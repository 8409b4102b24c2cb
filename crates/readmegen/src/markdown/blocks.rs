//! Classification of comment text into paragraphs, headings and code blocks.

use std::ops::Range;

use once_cell::sync::Lazy;
use regex::Regex;

/// Language tag of a preformatted block.
#[derive(Debug, Clone, Copy, PartialEq, Eq)]
pub enum CodeLang {
    Go,
    Diff,
}

impl CodeLang {
    /// Fence info string for the language.
    pub fn as_str(self) -> &'static str {
        match self {
            CodeLang::Go => "go",
            CodeLang::Diff => "diff",
        }
    }
}

#[derive(Debug, Clone, Copy, PartialEq, Eq)]
pub enum BlockKind {
    Paragraph,
    Heading,
    Preformatted(CodeLang),
}

/// A classified span of comment text.
#[derive(Debug, Clone, PartialEq, Eq)]
pub struct Block {
    pub kind: BlockKind,
    /// Block content. Paragraph and code lines keep their line terminator;
    /// a heading holds its trimmed text only.
    pub lines: Vec<String>,
    /// Source lines owned by this block, including the blank lines that
    /// separate it from the next block.
    pub span: Range<usize>,
}

impl Block {
    fn new(kind: BlockKind, lines: Vec<String>, start: usize) -> Self {
        Self {
            kind,
            lines,
            span: start..start,
        }
    }
}

/// Splits comment text into blocks.
///
/// The text is expected without comment markers, without leading or trailing
/// blank lines and without trailing spaces. Each span of unindented non-blank
/// lines becomes a paragraph, except for a single line that sits between blank
/// lines, is followed by more unindented text and looks like a title: that one
/// becomes a heading. A span of indented lines becomes a preformatted block with
/// the common indentation removed, tagged as a diff when `detect_diff` is set
/// and one of its lines starts with `+` or `-`.
pub fn blocks(text: &str, detect_diff: bool) -> Vec<Block> {
    let mut lines: Vec<&str> = text.split_inclusive('\n').collect();
    unindent(&mut lines);

    let mut out = BlockList::default();
    let mut last_was_blank = false;
    let mut last_was_heading = false;

    let mut i = 0;
    while i < lines.len() {
        let line = lines[i];
        if is_blank(line) {
            out.close_paragraph();
            i += 1;
            last_was_blank = true;
            continue;
        }

        if indent_len(line) > 0 {
            out.close_paragraph();

            let mut j = i + 1;
            while j < lines.len() && (is_blank(lines[j]) || indent_len(lines[j]) > 0) {
                j += 1;
            }
            // trailing blank lines are not part of the code
            while j > i && is_blank(lines[j - 1]) {
                j -= 1;
            }

            let mut pre = lines[i..j].to_vec();
            let lang = if detect_diff && pre.iter().any(|line| is_diff_line(line)) {
                CodeLang::Diff
            } else {
                CodeLang::Go
            };
            unindent(&mut pre);
            out.push(Block::new(
                BlockKind::Preformatted(lang),
                pre.into_iter().map(str::to_string).collect(),
                i,
            ));

            i = j;
            last_was_heading = false;
            continue;
        }

        if last_was_blank
            && !last_was_heading
            && i + 2 < lines.len()
            && is_blank(lines[i + 1])
            && !is_blank(lines[i + 2])
            && indent_len(lines[i + 2]) == 0
        {
            if let Some(head) = heading(line) {
                out.close_paragraph();
                out.push(Block::new(BlockKind::Heading, vec![head.to_string()], i));
                i += 2;
                last_was_heading = true;
                continue;
            }
        }

        last_was_blank = false;
        last_was_heading = false;
        out.append_line(i, line);
        i += 1;
    }

    out.finish(lines.len())
}

/// Accumulates blocks and the currently open paragraph.
#[derive(Default)]
struct BlockList {
    blocks: Vec<Block>,
    paragraph: Option<Block>,
}

impl BlockList {
    fn close_paragraph(&mut self) {
        if let Some(paragraph) = self.paragraph.take() {
            self.blocks.push(paragraph);
        }
    }

    fn push(&mut self, block: Block) {
        self.blocks.push(block);
    }

    fn append_line(&mut self, index: usize, line: &str) {
        self.paragraph
            .get_or_insert_with(|| Block::new(BlockKind::Paragraph, Vec::new(), index))
            .lines
            .push(line.to_string());
    }

    /// Closes the open paragraph and stretches every span up to the start of
    /// the next block so the spans tile `0..line_count`.
    fn finish(mut self, line_count: usize) -> Vec<Block> {
        self.close_paragraph();
        let mut blocks = self.blocks;

        let starts: Vec<usize> = blocks.iter().map(|block| block.span.start).collect();
        for (index, block) in blocks.iter_mut().enumerate() {
            let start = if index == 0 { 0 } else { starts[index] };
            let end = starts.get(index + 1).copied().unwrap_or(line_count);
            block.span = start..end;
        }
        blocks
    }
}

fn is_blank(line: &str) -> bool {
    line.is_empty() || line == "\n"
}

fn indent_len(line: &str) -> usize {
    line.bytes().take_while(|&b| b == b' ' || b == b'\t').count()
}

fn is_diff_line(line: &str) -> bool {
    matches!(line.as_bytes().get(indent_len(line)), Some(b'+' | b'-'))
}

/// Removes the longest whitespace prefix shared by all non-blank lines.
fn unindent(lines: &mut [&str]) {
    let mut non_blank = lines.iter().filter(|line| !is_blank(line));
    let Some(first) = non_blank.next() else {
        return;
    };

    let mut prefix = &first[..indent_len(first)];
    for line in non_blank {
        prefix = common_prefix(prefix, &line[..indent_len(line)]);
    }

    let n = prefix.len();
    if n == 0 {
        return;
    }
    for line in lines.iter_mut().filter(|line| !is_blank(line)) {
        *line = &line[n..];
    }
}

fn common_prefix<'a>(a: &'a str, b: &str) -> &'a str {
    let len = a
        .bytes()
        .zip(b.bytes())
        .take_while(|(x, y)| x == y)
        .count();
    &a[..len]
}

/// Characters that never appear in a heading. `(`, `)` and `,` are allowed.
const NON_HEADING_CHARS: &str = ";:!?+*/=[]{}_^°&§~%#@<\">\\";

/// Upper case letter first, letter or decimal digit last. Letter-like
/// symbols (`Ⓐ`) and other numerics (`½`) are not letters or digits.
static HEADING_EDGES_RX: Lazy<Regex> = Lazy::new(|| {
    Regex::new(r"^\p{Lu}(?s:.*[\p{L}\p{Nd}])?$").expect("heading pattern is valid")
});

/// Returns the trimmed line if it passes as a section heading.
pub(crate) fn heading(line: &str) -> Option<&str> {
    let line = line.trim();

    if !HEADING_EDGES_RX.is_match(line) {
        return None;
    }

    if line.contains(|c| NON_HEADING_CHARS.contains(c)) {
        return None;
    }

    // "'" only as possessive "'s"
    let mut rest = line.as_bytes();
    while let Some(i) = rest.iter().position(|&b| b == b'\'') {
        if rest.get(i + 1) != Some(&b's') || rest.get(i + 2).is_some_and(|&b| b != b' ') {
            return None;
        }
        rest = &rest[i + 2..];
    }

    // "." only when followed by a non-space
    let mut rest = line.as_bytes();
    while let Some(i) = rest.iter().position(|&b| b == b'.') {
        if matches!(rest.get(i + 1), None | Some(b' ')) {
            return None;
        }
        rest = &rest[i + 1..];
    }

    Some(line)
}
===
* EXERCISE: A word-for-word copy of the lines above from the one with "the next block." through the one with "let mut pre = lines[i..j].to_vec();", inclusive, is the only output wanted.

* TASK RESULT:
    /// separate it from the next block.
    pub span: Range<usize>,
}

impl Block {
    fn new(kind: BlockKind, lines: Vec<String>, start: usize) -> Self {
        Self {
            kind,
            lines,
            span: start..start,
        }
    }
}

/// Splits comment text into blocks.
///
/// The text is expected without comment markers, without leading or trailing
/// blank lines and without trailing spaces. Each span of unindented non-blank
/// lines becomes a paragraph, except for a single line that sits between blank
/// lines, is followed by more unindented text and looks like a title: that one
/// becomes a heading. A span of indented lines becomes a preformatted block with
/// the common indentation removed, tagged as a diff when `detect_diff` is set
/// and one of its lines starts with `+` or `-`.
pub fn blocks(text: &str, detect_diff: bool) -> Vec<Block> {
    let mut lines: Vec<&str> = text.split_inclusive('\n').collect();
    unindent(&mut lines);

    let mut out = BlockList::default();
    let mut last_was_blank = false;
    let mut last_was_heading = false;

    let mut i = 0;
    while i < lines.len() {
        let line = lines[i];
        if is_blank(line) {
            out.close_paragraph();
            i += 1;
            last_was_blank = true;
            continue;
        }

        if indent_len(line) > 0 {
            out.close_paragraph();

            let mut j = i + 1;
            while j < lines.len() && (is_blank(lines[j]) || indent_len(lines[j]) > 0) {
                j += 1;
            }
            // trailing blank lines are not part of the code
            while j > i && is_blank(lines[j - 1]) {
                j -= 1;
            }

            let mut pre = lines[i..j].to_vec();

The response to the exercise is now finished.